REQUIREMENT
Return the lines below exactly, from the first one through the line that has "let cleaned = clean_html(trimmed);". Leave out everything after it.

SUPPLIED MATERIAL
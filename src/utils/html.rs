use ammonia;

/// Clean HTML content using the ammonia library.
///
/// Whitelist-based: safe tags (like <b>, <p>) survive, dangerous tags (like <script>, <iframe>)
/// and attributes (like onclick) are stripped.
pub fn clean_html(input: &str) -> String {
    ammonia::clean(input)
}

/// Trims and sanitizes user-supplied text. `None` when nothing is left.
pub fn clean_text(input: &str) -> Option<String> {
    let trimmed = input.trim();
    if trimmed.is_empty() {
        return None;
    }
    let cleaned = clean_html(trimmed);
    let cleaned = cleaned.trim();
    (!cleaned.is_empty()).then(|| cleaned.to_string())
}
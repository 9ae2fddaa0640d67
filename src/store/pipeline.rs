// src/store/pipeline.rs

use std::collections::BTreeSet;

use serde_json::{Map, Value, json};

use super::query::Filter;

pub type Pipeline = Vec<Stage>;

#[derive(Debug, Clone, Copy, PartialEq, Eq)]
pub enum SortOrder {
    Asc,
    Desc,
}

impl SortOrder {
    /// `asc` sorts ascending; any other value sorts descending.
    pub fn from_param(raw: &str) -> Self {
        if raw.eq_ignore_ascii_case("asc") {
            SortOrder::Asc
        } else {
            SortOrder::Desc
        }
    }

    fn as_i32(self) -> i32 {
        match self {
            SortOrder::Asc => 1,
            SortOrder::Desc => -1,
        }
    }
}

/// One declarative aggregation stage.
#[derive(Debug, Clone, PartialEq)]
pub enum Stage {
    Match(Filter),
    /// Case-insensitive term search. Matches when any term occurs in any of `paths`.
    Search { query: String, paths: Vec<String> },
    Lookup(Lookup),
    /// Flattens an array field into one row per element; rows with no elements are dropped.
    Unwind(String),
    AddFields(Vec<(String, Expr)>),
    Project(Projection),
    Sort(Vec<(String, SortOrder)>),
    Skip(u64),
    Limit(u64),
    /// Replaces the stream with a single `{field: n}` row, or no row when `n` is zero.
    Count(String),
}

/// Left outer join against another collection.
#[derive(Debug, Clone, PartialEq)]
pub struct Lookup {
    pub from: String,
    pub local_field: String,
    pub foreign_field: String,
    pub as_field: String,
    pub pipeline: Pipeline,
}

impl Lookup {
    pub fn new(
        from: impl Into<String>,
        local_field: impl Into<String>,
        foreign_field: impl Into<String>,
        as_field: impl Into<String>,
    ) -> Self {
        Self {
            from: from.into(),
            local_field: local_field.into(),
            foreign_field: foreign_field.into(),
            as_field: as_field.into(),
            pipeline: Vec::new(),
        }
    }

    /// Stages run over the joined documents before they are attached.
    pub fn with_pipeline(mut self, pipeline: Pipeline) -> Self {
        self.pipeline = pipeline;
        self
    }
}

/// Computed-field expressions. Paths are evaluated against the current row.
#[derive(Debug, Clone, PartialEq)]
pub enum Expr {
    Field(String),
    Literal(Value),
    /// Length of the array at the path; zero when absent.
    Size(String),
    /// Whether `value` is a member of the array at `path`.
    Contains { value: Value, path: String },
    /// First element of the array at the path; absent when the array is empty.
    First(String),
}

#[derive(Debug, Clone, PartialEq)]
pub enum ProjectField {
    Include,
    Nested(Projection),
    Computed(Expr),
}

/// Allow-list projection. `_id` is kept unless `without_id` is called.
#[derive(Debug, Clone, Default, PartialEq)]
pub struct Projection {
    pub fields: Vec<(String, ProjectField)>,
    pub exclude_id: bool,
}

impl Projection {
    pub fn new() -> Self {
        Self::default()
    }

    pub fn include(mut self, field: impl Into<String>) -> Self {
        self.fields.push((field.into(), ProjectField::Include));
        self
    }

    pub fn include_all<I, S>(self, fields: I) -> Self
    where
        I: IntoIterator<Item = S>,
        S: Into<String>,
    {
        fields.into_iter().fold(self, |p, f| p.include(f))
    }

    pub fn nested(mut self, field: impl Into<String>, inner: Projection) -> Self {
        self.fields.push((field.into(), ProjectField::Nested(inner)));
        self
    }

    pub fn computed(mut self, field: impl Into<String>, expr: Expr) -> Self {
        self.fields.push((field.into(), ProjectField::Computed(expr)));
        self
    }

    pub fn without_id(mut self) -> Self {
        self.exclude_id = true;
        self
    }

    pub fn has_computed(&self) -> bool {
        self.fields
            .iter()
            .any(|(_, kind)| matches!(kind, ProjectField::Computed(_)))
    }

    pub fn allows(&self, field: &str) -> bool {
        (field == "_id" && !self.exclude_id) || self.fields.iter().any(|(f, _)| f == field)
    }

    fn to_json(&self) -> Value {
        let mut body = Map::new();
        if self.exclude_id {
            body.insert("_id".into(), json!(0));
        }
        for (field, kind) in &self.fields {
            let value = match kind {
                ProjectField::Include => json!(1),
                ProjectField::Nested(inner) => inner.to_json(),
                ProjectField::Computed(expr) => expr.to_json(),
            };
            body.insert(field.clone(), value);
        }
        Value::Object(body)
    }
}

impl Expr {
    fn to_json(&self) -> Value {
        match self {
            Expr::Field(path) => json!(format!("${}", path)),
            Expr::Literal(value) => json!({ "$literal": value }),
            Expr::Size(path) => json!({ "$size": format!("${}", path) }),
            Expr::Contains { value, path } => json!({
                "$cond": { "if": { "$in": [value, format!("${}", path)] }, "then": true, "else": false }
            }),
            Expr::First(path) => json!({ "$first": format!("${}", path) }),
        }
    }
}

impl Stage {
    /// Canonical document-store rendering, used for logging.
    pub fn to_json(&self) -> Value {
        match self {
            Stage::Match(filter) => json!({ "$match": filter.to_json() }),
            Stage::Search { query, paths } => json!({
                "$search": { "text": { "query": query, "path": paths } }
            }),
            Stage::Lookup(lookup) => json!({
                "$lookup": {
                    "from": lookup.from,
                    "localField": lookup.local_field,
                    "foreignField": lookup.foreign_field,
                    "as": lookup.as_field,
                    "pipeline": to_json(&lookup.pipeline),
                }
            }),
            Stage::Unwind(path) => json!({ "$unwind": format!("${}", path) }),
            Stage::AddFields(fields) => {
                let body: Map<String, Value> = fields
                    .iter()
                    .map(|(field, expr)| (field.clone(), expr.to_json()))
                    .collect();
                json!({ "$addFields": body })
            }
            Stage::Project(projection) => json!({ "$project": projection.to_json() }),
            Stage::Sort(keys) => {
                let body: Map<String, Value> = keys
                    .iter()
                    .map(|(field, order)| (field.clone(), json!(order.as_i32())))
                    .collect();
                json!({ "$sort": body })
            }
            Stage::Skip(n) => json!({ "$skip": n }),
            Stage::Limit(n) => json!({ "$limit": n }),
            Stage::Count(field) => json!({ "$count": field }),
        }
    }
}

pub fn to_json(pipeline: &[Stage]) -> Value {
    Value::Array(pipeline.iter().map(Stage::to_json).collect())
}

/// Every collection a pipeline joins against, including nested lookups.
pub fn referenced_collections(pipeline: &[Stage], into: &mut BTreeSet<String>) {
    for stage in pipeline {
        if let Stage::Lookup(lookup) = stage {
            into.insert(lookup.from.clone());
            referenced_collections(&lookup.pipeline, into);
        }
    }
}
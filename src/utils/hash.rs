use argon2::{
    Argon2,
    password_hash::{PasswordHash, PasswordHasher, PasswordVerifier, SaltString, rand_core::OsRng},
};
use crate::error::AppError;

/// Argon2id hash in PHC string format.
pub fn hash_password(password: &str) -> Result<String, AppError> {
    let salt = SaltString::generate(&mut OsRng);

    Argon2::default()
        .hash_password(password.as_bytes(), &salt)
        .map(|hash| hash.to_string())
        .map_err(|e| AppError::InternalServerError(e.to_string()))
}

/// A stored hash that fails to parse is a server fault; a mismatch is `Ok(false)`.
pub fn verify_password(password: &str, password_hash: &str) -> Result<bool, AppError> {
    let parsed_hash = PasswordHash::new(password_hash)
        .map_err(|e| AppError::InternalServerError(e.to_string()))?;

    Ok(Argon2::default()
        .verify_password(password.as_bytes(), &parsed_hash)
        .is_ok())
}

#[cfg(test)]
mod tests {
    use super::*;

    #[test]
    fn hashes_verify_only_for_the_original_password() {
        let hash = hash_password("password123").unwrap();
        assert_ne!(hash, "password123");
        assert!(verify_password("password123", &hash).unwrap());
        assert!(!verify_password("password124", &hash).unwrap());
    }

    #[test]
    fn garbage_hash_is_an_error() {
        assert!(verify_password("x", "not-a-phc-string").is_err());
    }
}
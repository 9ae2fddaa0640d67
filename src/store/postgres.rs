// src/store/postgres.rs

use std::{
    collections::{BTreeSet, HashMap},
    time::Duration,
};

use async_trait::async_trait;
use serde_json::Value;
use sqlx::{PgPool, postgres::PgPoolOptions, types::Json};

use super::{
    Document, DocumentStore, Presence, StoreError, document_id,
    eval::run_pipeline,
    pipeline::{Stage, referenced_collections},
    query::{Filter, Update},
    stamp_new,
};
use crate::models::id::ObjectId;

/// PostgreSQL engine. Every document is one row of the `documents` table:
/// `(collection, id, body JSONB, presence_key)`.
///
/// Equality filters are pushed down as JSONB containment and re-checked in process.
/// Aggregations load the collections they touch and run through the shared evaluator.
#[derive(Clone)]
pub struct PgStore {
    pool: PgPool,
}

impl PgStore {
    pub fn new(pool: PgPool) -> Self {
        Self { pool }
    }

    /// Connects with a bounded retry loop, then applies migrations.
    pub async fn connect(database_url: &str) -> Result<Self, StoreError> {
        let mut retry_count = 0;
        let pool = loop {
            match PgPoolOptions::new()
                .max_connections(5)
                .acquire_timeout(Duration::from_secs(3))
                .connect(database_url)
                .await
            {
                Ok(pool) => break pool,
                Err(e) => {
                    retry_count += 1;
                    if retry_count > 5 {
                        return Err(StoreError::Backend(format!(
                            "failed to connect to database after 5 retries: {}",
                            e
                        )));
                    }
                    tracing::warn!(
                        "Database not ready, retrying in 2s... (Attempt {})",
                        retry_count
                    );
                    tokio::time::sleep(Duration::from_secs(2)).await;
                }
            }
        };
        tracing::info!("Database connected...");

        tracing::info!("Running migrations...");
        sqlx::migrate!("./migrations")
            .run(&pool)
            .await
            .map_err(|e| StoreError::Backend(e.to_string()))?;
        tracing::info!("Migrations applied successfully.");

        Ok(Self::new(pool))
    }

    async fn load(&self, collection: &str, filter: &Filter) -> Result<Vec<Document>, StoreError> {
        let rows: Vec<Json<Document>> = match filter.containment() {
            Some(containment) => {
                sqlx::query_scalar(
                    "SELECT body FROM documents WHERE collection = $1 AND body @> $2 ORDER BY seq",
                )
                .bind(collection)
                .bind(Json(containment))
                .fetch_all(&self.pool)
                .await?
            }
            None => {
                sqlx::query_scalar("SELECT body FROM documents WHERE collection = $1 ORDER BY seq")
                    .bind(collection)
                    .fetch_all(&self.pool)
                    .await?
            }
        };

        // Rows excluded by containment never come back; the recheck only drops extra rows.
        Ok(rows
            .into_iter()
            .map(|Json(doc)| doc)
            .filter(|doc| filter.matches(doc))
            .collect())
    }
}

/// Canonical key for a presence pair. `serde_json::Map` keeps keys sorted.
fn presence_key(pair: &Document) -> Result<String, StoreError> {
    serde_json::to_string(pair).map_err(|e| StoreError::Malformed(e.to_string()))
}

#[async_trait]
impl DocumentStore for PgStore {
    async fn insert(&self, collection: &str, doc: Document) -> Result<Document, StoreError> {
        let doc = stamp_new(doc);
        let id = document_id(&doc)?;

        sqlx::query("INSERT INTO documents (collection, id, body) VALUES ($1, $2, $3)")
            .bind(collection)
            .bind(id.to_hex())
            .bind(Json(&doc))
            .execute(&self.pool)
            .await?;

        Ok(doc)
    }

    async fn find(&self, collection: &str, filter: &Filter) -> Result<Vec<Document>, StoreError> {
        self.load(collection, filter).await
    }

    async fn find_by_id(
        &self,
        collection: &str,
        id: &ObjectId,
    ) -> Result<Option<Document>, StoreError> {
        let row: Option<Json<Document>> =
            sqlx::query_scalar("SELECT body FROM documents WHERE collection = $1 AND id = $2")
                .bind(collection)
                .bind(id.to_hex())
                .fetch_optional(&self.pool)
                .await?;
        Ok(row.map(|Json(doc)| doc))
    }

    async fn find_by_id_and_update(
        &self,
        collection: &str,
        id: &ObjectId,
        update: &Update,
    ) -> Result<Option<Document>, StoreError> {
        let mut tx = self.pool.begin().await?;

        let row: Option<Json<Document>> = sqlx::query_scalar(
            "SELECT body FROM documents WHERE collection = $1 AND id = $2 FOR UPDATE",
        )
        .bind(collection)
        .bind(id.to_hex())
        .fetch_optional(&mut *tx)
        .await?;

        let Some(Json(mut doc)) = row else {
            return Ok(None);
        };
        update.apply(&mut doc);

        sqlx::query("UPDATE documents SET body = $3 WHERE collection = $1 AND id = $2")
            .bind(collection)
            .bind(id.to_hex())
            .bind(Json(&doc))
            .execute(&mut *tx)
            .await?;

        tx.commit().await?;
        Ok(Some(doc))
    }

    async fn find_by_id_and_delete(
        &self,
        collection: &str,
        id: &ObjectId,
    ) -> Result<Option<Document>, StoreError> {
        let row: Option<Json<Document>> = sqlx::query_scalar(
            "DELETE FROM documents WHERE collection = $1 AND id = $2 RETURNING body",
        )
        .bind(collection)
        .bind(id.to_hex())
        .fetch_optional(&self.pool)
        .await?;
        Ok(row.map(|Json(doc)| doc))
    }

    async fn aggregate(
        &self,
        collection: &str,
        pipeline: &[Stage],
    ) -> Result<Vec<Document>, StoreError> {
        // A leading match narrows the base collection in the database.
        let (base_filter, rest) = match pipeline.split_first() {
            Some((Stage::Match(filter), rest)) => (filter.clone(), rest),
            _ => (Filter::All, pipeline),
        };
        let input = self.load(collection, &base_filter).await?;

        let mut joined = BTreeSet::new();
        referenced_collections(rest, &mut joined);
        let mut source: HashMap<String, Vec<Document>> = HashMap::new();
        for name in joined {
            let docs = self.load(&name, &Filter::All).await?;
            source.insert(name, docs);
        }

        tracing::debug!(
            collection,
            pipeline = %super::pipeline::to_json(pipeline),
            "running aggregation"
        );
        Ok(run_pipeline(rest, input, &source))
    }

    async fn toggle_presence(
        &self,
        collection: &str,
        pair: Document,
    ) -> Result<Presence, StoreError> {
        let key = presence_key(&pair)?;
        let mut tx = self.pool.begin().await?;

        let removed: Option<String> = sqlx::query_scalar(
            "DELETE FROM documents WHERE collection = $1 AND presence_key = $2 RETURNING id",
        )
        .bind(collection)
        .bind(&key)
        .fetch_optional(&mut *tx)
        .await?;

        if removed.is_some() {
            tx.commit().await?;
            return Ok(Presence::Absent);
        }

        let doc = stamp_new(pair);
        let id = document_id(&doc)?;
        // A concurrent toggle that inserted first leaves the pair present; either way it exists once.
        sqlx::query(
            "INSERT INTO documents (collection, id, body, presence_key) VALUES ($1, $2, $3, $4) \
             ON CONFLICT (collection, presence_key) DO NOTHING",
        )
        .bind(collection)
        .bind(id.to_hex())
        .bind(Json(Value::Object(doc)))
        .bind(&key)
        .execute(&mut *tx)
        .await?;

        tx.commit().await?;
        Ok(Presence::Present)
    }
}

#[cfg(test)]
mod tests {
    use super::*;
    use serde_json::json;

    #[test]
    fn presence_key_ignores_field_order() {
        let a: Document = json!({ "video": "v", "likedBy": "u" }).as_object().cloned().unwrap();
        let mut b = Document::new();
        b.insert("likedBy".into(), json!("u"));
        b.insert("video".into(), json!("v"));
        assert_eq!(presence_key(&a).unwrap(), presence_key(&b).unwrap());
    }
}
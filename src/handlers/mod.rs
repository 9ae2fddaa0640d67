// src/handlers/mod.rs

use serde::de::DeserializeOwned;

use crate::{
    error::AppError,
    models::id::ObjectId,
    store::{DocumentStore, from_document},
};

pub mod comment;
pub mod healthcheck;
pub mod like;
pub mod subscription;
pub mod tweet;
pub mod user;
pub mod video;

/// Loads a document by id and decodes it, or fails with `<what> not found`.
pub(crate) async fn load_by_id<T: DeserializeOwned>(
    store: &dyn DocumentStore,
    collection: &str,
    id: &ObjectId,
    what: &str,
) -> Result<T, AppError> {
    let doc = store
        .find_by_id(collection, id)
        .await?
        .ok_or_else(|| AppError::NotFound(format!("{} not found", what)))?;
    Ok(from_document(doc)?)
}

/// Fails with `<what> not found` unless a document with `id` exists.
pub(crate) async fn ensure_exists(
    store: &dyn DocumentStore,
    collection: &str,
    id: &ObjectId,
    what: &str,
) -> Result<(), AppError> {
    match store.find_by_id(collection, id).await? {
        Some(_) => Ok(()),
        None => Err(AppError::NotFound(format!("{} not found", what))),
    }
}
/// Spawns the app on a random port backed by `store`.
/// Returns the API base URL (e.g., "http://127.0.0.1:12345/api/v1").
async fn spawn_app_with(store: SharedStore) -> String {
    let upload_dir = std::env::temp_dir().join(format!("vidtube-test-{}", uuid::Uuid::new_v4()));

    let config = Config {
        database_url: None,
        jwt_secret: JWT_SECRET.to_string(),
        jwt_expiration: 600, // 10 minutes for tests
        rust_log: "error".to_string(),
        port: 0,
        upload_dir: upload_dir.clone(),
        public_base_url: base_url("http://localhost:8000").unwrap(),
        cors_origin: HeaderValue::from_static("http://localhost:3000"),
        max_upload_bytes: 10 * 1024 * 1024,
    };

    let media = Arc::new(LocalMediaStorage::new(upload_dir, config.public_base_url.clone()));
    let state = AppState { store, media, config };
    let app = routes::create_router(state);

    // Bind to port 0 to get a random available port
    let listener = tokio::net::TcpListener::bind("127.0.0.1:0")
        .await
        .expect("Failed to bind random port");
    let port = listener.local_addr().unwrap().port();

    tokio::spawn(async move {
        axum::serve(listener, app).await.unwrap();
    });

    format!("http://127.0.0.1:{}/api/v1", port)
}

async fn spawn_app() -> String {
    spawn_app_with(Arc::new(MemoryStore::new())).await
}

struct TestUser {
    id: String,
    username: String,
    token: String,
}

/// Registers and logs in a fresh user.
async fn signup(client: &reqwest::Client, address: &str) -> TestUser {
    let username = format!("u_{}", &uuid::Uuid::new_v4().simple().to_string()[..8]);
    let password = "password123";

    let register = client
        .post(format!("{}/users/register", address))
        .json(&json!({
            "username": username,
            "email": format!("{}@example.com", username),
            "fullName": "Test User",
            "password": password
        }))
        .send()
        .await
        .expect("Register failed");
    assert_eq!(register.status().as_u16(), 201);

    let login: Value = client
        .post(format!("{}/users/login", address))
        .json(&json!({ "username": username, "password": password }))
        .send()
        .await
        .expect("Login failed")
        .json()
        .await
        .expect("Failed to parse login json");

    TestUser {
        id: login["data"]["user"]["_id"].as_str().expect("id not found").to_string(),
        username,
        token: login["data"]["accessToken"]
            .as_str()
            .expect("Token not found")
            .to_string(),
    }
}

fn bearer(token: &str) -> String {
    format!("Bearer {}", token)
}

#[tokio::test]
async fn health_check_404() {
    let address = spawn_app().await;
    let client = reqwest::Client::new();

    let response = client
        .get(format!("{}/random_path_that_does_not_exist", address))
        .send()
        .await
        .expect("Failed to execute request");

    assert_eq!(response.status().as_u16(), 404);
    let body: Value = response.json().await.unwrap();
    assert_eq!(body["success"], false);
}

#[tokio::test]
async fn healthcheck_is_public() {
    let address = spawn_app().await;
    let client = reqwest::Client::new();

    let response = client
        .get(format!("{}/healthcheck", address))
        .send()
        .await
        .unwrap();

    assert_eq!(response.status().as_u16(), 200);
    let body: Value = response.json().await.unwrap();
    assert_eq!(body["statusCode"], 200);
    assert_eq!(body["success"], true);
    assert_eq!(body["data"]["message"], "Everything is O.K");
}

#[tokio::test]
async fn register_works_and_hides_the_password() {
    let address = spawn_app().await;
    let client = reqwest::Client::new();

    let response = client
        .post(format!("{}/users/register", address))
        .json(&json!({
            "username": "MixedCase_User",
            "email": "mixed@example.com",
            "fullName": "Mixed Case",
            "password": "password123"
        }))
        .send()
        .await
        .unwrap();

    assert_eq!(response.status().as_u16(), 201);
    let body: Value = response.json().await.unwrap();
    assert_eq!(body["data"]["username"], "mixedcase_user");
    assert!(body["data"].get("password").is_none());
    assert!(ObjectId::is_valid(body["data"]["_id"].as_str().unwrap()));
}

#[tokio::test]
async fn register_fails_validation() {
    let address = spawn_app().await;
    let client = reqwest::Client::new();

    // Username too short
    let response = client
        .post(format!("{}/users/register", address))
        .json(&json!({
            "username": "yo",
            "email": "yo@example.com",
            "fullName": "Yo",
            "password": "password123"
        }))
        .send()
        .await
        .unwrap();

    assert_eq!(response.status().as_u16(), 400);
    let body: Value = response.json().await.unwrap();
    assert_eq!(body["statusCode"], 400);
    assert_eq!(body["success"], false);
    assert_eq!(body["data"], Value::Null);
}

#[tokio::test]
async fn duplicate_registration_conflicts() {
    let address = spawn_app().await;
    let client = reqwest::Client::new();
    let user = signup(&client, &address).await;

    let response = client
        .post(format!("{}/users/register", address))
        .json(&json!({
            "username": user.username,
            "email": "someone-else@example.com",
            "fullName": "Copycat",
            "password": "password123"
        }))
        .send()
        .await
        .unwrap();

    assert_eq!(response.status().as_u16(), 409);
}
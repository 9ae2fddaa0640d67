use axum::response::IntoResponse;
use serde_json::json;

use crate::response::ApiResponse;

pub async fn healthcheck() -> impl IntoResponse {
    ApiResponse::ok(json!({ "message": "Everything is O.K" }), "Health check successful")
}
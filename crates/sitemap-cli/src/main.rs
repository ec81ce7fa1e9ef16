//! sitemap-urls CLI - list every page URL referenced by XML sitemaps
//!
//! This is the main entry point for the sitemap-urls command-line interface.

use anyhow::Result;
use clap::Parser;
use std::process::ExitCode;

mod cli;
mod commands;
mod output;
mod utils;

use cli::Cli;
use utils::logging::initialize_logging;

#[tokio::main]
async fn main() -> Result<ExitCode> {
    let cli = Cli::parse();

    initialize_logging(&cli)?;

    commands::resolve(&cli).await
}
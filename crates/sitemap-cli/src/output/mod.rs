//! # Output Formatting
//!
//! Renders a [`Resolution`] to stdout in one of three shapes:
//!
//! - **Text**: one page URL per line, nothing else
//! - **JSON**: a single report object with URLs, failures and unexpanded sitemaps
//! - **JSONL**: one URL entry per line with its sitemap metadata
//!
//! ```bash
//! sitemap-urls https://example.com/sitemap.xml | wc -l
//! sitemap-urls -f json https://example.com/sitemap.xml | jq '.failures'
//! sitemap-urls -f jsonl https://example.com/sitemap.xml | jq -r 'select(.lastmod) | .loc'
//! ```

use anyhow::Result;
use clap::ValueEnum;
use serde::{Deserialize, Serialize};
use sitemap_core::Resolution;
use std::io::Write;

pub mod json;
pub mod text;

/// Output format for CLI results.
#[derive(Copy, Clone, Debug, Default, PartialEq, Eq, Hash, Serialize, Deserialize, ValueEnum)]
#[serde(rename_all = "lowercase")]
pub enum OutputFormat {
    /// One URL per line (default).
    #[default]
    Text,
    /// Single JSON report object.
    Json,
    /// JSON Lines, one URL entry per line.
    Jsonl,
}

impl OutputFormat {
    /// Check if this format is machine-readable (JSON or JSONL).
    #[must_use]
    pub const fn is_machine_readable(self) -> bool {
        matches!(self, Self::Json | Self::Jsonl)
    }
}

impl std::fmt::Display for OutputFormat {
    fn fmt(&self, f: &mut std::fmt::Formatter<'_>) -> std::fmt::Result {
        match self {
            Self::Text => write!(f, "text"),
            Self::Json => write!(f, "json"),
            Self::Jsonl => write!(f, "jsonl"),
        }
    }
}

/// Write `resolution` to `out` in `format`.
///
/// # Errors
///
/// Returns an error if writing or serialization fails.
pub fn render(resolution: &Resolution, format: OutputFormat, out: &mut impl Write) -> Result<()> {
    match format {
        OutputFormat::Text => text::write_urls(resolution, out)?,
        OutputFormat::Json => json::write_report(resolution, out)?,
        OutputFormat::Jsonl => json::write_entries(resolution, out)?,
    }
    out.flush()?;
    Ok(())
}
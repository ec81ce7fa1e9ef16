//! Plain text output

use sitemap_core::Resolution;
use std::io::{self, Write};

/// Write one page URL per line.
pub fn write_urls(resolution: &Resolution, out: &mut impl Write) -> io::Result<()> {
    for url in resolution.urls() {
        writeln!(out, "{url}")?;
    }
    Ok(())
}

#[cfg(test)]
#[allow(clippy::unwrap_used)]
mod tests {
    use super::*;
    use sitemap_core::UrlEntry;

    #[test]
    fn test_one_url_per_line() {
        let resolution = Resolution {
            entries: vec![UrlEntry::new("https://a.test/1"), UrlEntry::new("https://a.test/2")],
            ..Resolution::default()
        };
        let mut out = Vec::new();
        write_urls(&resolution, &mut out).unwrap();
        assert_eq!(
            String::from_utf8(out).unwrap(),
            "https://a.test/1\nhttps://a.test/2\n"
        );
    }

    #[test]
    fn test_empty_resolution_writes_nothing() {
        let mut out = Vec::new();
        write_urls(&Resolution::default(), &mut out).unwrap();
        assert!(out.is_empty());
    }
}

WRITTEN RESPONSE
filename src/utils/html.rs
use ammonia;

/// Clean HTML content using the ammonia library.
///
/// Whitelist-based: safe tags (like <b>, <p>) survive, dangerous tags (like <script>, <iframe>)
/// and attributes (like onclick) are stripped.
pub fn clean_html(input: &str) -> String {
    ammonia::clean(input)
}

/// Trims and sanitizes user-supplied text. `None` when nothing is left.
pub fn clean_text(input: &str) -> Option<String> {
    let trimmed = input.trim();
    if trimmed.is_empty() {
        return None;
    }
    let cleaned = clean_html(trimmed);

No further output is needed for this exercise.